The physician is Scott Jensen, and the patient is Minnesota's health care system. Jensen is a Republican state senator from Chaska who chairs the bipartisan Senate Select Committee on Health Care Consumer Access and Affordability. The committee has five GOP members and four DFL members, including another physician, Matt Klein of Mendota Heights.
Ominous fiscal vital signs demand intensive reform efforts.
Soaring premiums early last year in the individual insurance market — where Minnesotans buy insurance if they don't get it through an employer or a government program — set off a code blue in the Legislature. A bipartisan prescription wasn't possible, but Gov. Mark Dayton signed a Republican-designed infusion of $540 million to resuscitate insurance for 160,000 Minnesotans in the individual market.
However, this two-year insurance Band-Aid assists only 1 in 30 Minnesotans. Fundamental reform is needed for the whole system.

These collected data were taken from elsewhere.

use super::SignalGenerator;
use super::frequency::check_frequency;
use crate::error::SigGenError;
use crate::instrument::Transport;
use crate::protocol::{self, command, format_number};
use crate::types::{SweepConfig, SweepMode};
use log::{debug, info};

impl<T: Transport> SignalGenerator<T> {
    /// Configure a linear frequency sweep.
    ///
    /// All parameters are validated first, so a rejected configuration sends
    /// nothing. The sequence is then:
    ///
    /// 1. with `force_sweep_mode`, a generator found in CW mode is switched to
    ///    SWEEP and re-centered on the start frequency
    /// 2. start, stop, linear spacing, step, dwell and automatic trigger
    /// 3. the sweep type (`AUTO`, `SINGLE`, `STEP`)
    /// 4. SWEEP mode is confirmed, and set if the device reports otherwise
    /// 5. with `execute`, the sweep is started
    ///
    /// The first failing step aborts the rest.
    ///
    /// # Errors
    /// Returns `SigGenError::InvalidValue` for a zero, negative or non-finite
    /// start/stop/step, or a requested mode other than SWEEP.
    ///
    /// # Examples
    /// ```no_run
    /// use rf_siggen::{SignalGenerator, SweepConfig, SweepType, Unit};
    ///
    /// let mut generator = SignalGenerator::builder()
    ///     .resource("GPIB0::28::INSTR")
    ///     .build()?;
    ///
    /// let sweep = SweepConfig::new(100.0, 1000.0)
    ///     .unit(Unit::MHz)
    ///     .step(10.0)
    ///     .dwell_ms(20)
    ///     .sweep_type(SweepType::Auto)
    ///     .execute(true);
    /// generator.setup_sweep(&sweep)?;
    /// # Ok::<(), Box<dyn std::error::Error>>(())
    /// ```
    pub fn setup_sweep(&mut self, sweep: &SweepConfig) -> Result<(), SigGenError> {
        sweep.validate()?;
        if sweep.force_sweep_mode {
            // may become the CW frequency below
            check_frequency("start frequency", sweep.start)?;
        }

        let unit = sweep.unit;
        debug!("Setting up sweep {sweep:?}");

        if sweep.force_sweep_mode && self.get_mode()? == SweepMode::Cw {
            info!("Switching from CW to SWEEP mode");
            self.set_mode(SweepMode::Sweep)?;
            self.set_center_frequency(sweep.start, unit)?;
        }

        self.send(&command(protocol::SWEEP_START, format_number(unit.to_hz(sweep.start))))?;
        self.send(&command(protocol::SWEEP_STOP, format_number(unit.to_hz(sweep.stop))))?;
        self.send(protocol::SWEEP_SPACING_LINEAR)?;
        self.send(&command(protocol::SWEEP_STEP_LINEAR, format_number(unit.to_hz(sweep.step))))?;
        self.send(&command(protocol::SWEEP_DWELL, format!("{} ms", sweep.dwell_ms)))?;
        self.send(protocol::SWEEP_TRIGGER_AUTO)?;

        self.send(&command(protocol::SWEEP_TYPE, sweep.sweep_type))?;

        if self.get_mode()? != SweepMode::Sweep {
            self.set_mode(SweepMode::Sweep)?;
        }

        if sweep.execute {
            self.start_sweep()?;
        }
        Ok(())
    }

    /// Enter SWEEP mode and execute the configured sweep.
    pub fn start_sweep(&mut self) -> Result<(), SigGenError> {
        self.set_mode(SweepMode::Sweep)?;
        self.send(protocol::SWEEP_EXECUTE)
    }

    /// Stop sweeping by returning to CW mode.
    pub fn stop_sweep(&mut self) -> Result<(), SigGenError> {
        self.set_mode(SweepMode::Cw)
    }
}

Adding to the complexity of the situation, the 2017 insurance rescue bill included a bitter pill that may produce uncertain side effects. A provision finally allowing for-profit HMO ownership in Minnesota could be therapeutic. Yet the $90 million transfer of funds Medica made to an out-of-state subsidiary worries the Star Tribune Editorial Board ("A hasty decision by Health Department," Nov. 26). And Allina's new Aetna (and now CVS) partnership raises fears about unleashing for-profit market forces in Minnesota.
At the other end of the policy spectrum, the desire for single-payer health care is strong among progressives in Minnesota, including many DFL gubernatorial candidates. DFL Sen. John Marty (Roseville) has long contended that "a civilized, humane society that takes care of its people with universal police and fire coverage needs to do the same with health and dental care."